A dead young man moves through casting director Stéphane Batut's quietly haunting second feature. His name is Juste. The actor, Timothée Robert, is a funny kind of dead man - a tall, strapping guy, with a face like a choir boy and close-cropped hair. He can help others to "pass over," but can't himself. In the anti-chamber he can't tell a story about himself, which is one of the keys. Years later, here he is again, wandering Paris, living in a wild squat. By chance he runs into a redhead, Agathe (Judith Chemla), who thinks she recognizes him. He follows her around, and they have a night of lovemaking.

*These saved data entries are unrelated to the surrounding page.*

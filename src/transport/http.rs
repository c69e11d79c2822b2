//! reqwest-backed transport.

use super::{NetworkError, NetworkTransport, TransportRequest, TransportResponse};
use crate::registry::HttpMethod;
use async_trait::async_trait;
use reqwest::{Client, Method};
use serde_json::Value;
use std::collections::BTreeMap;
use tracing::debug;

#[derive(Debug, Clone)]
pub struct HttpTransport {
    client: Client,
}

impl HttpTransport {
    pub fn new() -> Result<Self, NetworkError> {
        let client = Client::builder()
            .user_agent(concat!("diabetactic-gateway/", env!("CARGO_PKG_VERSION")))
            .build()
            .map_err(|e| NetworkError::Unreachable(format!("failed to build HTTP client: {e}")))?;
        Ok(Self { client })
    }

    pub fn with_client(client: Client) -> Self {
        Self { client }
    }
}

fn to_reqwest_method(method: HttpMethod) -> Method {
    match method {
        HttpMethod::Get => Method::GET,
        HttpMethod::Post => Method::POST,
        HttpMethod::Put => Method::PUT,
        HttpMethod::Patch => Method::PATCH,
        HttpMethod::Delete => Method::DELETE,
    }
}

/// Empty bodies decode to `Null`, non-JSON bodies to a string
fn decode_body(bytes: &[u8]) -> Value {
    if bytes.iter().all(u8::is_ascii_whitespace) {
        return Value::Null;
    }
    serde_json::from_slice(bytes)
        .unwrap_or_else(|_| Value::String(String::from_utf8_lossy(bytes).into_owned()))
}

#[async_trait]
impl NetworkTransport for HttpTransport {
    async fn send(&self, request: TransportRequest) -> Result<TransportResponse, NetworkError> {
        debug!(method = %request.method, url = %request.url, "🌐 Sending HTTP request");

        let mut builder = self
            .client
            .request(to_reqwest_method(request.method), &request.url)
            .timeout(request.timeout);
        for (name, value) in &request.headers {
            builder = builder.header(name.as_str(), value.as_str());
        }
        if let Some(body) = &request.body {
            builder = builder.json(body);
        }

        let response = builder.send().await.map_err(|e| {
            if e.is_timeout() {
                NetworkError::Timeout(request.timeout)
            } else {
                NetworkError::Unreachable(e.to_string())
            }
        })?;

        let status = response.status().as_u16();
        let headers: BTreeMap<String, String> = response
            .headers()
            .iter()
            .filter_map(|(name, value)| {
                value
                    .to_str()
                    .ok()
                    .map(|v| (name.as_str().to_ascii_lowercase(), v.to_string()))
            })
            .collect();

        let bytes = response.bytes().await.map_err(|e| {
            if e.is_timeout() {
                NetworkError::Timeout(request.timeout)
            } else {
                NetworkError::InvalidResponse(e.to_string())
            }
        })?;

        Ok(TransportResponse {
            status,
            headers,
            body: decode_body(&bytes),
        })
    }
}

She did know him, years before. She's older, he's not.

All the film hovers between life and death, but toward the end. Juste has become invisible to everybody, even Agathe, though he cah blow and move her hair, and caress her. She is, or was, his first and only love, and he is reluctant to leave her, and she likewise, it turns out. Juste comes into contact with other spirits floating in and out of the corporeal. He can help them pass over. One man jumps into a cab and urges him to do so, just to get away from where they are. One remembers Juste's innocent face, sad but eager, sometimes seen in almost extreme closeups; he also gets some full frontal nudes. And when he has to run out, once, he throws on a woman's blouse that's too small for him. Does it give him corporeality? Much of the time of the film he wears a flimsy sparkly black jacket somebody calls "kitsch." Is it what give him the quality of the title, vif-argent (quicksilver)? Or does that just refer to the between-worlds uncertainty of Juste's existence?

Surging music accompanies a memorable scene on a bridge rimmed with lines of blue light.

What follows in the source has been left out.